Task objective: Starting at the top line, return each entry word for word.

Exercise data:
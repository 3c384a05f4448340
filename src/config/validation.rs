use url::Url;

use super::{ConfigError, ServerConfig};

/// Validate a merged configuration.
pub(super) fn validate(config: &ServerConfig) -> Result<(), ConfigError> {
    validate_port(config.port)?;
    validate_temperature(config.temperature)?;
    validate_modalities(config)?;
    validate_timeouts(config)?;
    validate_endpoint(&config.gemini_endpoint)?;
    validate_connection_limits(config)?;
    if let Some(url) = &config.shop_api_url {
        validate_shop_api_url(url)?;
    }
    Ok(())
}

fn validate_port(port: u16) -> Result<(), ConfigError> {
    if port == 0 {
        return Err(ConfigError::Validation("port must be non-zero".to_string()));
    }
    Ok(())
}

fn validate_temperature(temperature: f32) -> Result<(), ConfigError> {
    if !(0.0..=2.0).contains(&temperature) {
        return Err(ConfigError::Validation(format!(
            "temperature must be between 0.0 and 2.0, got {temperature}"
        )));
    }
    Ok(())
}

fn validate_modalities(config: &ServerConfig) -> Result<(), ConfigError> {
    if config.response_modalities.is_empty() {
        return Err(ConfigError::Validation(
            "at least one response modality is required".to_string(),
        ));
    }
    Ok(())
}

fn validate_timeouts(config: &ServerConfig) -> Result<(), ConfigError> {
    if config.setup_timeout_seconds == 0 {
        return Err(ConfigError::Validation(
            "setup_timeout_seconds must be non-zero".to_string(),
        ));
    }
    if config.context_timeout_seconds == 0 {
        return Err(ConfigError::Validation(
            "context timeout_seconds must be non-zero".to_string(),
        ));
    }
    Ok(())
}

fn validate_endpoint(endpoint: &str) -> Result<(), ConfigError> {
    let url = Url::parse(endpoint)
        .map_err(|e| ConfigError::Validation(format!("invalid Gemini endpoint '{endpoint}': {e}")))?;
    match url.scheme() {
        "ws" | "wss" => Ok(()),
        other => Err(ConfigError::Validation(format!(
            "Gemini endpoint must use ws or wss, got '{other}'"
        ))),
    }
}

fn validate_shop_api_url(raw: &str) -> Result<(), ConfigError> {
    let url = Url::parse(raw)
        .map_err(|e| ConfigError::Validation(format!("invalid shop API URL '{raw}': {e}")))?;
    match url.scheme() {
        "http" | "https" => Ok(()),
        other => Err(ConfigError::Validation(format!(
            "shop API URL must use http or https, got '{other}'"
        ))),
    }
}

fn validate_connection_limits(config: &ServerConfig) -> Result<(), ConfigError> {
    if config.max_connections_per_ip == 0 {
        return Err(ConfigError::Validation(
            "max_connections_per_ip must be non-zero".to_string(),
        ));
    }
    if config.max_websocket_connections == Some(0) {
        return Err(ConfigError::Validation(
            "max_websocket_connections must be non-zero when set".to_string(),
        ));
    }
    Ok(())
}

Task answer:
repository 3c384a05f4448340
filename src/config/validation.rs
use url::Url;

use super::{ConfigError, ServerConfig};

/// Validate a merged configuration.
pub(super) fn validate(config: &ServerConfig) -> Result<(), ConfigError> {
    validate_port(config.port)?;
    validate_temperature(config.temperature)?;
    validate_modalities(config)?;
    validate_timeouts(config)?;
    validate_endpoint(&config.gemini_endpoint)?;
    validate_connection_limits(config)?;
    if let Some(url) = &config.shop_api_url {
        validate_shop_api_url(url)?;
    }
    Ok(())
}

fn validate_port(port: u16) -> Result<(), ConfigError> {
    if port == 0 {
        return Err(ConfigError::Validation("port must be non-zero".to_string()));
    }
    Ok(())
}

fn validate_temperature(temperature: f32) -> Result<(), ConfigError> {
    if !(0.0..=2.0).contains(&temperature) {
        return Err(ConfigError::Validation(format!(
            "temperature must be between 0.0 and 2.0, got {temperature}"
        )));
    }
    Ok(())
}

fn validate_modalities(config: &ServerConfig) -> Result<(), ConfigError> {
    if config.response_modalities.is_empty() {
        return Err(ConfigError::Validation(
            "at least one response modality is required".to_string(),
        ));
    }
    Ok(())
}

fn validate_timeouts(config: &ServerConfig) -> Result<(), ConfigError> {
    if config.setup_timeout_seconds == 0 {
        return Err(ConfigError::Validation(
            "setup_timeout_seconds must be non-zero".to_string(),
        ));
    }
    if config.context_timeout_seconds == 0 {
        return Err(ConfigError::Validation(
            "context timeout_seconds must be non-zero".to_string(),
        ));
    }
    Ok(())
}

fn validate_endpoint(endpoint: &str) -> Result<(), ConfigError> {
    let url = Url::parse(endpoint)
        .map_err(|e| ConfigError::Validation(format!("invalid Gemini endpoint '{endpoint}': {e}")))?;
    match url.scheme() {
        "ws" | "wss" => Ok(()),
        other => Err(ConfigError::Validation(format!(
            "Gemini endpoint must use ws or wss, got '{other}'"
        ))),
    }
}

fn validate_shop_api_url(raw: &str) -> Result<(), ConfigError> {
    let url = Url::parse(raw)
        .map_err(|e| ConfigError::Validation(format!("invalid shop API URL '{raw}': {e}")))?;
    match url.scheme() {
        "http" | "https" => Ok(()),
        other => Err(ConfigError::Validation(format!(
            "shop API URL must use http or https, got '{other}'"
        ))),
    }
}

fn validate_connection_limits(config: &ServerConfig) -> Result<(), ConfigError> {
    if config.max_connections_per_ip == 0 {
        return Err(ConfigError::Validation(
            "max_connections_per_ip must be non-zero".to_string(),
        ));
    }
    if config.max_websocket_connections == Some(0) {
        return Err(ConfigError::Validation(
            "max_websocket_connections must be non-zero when set".to_string(),
        ));
    }
    Ok(())
}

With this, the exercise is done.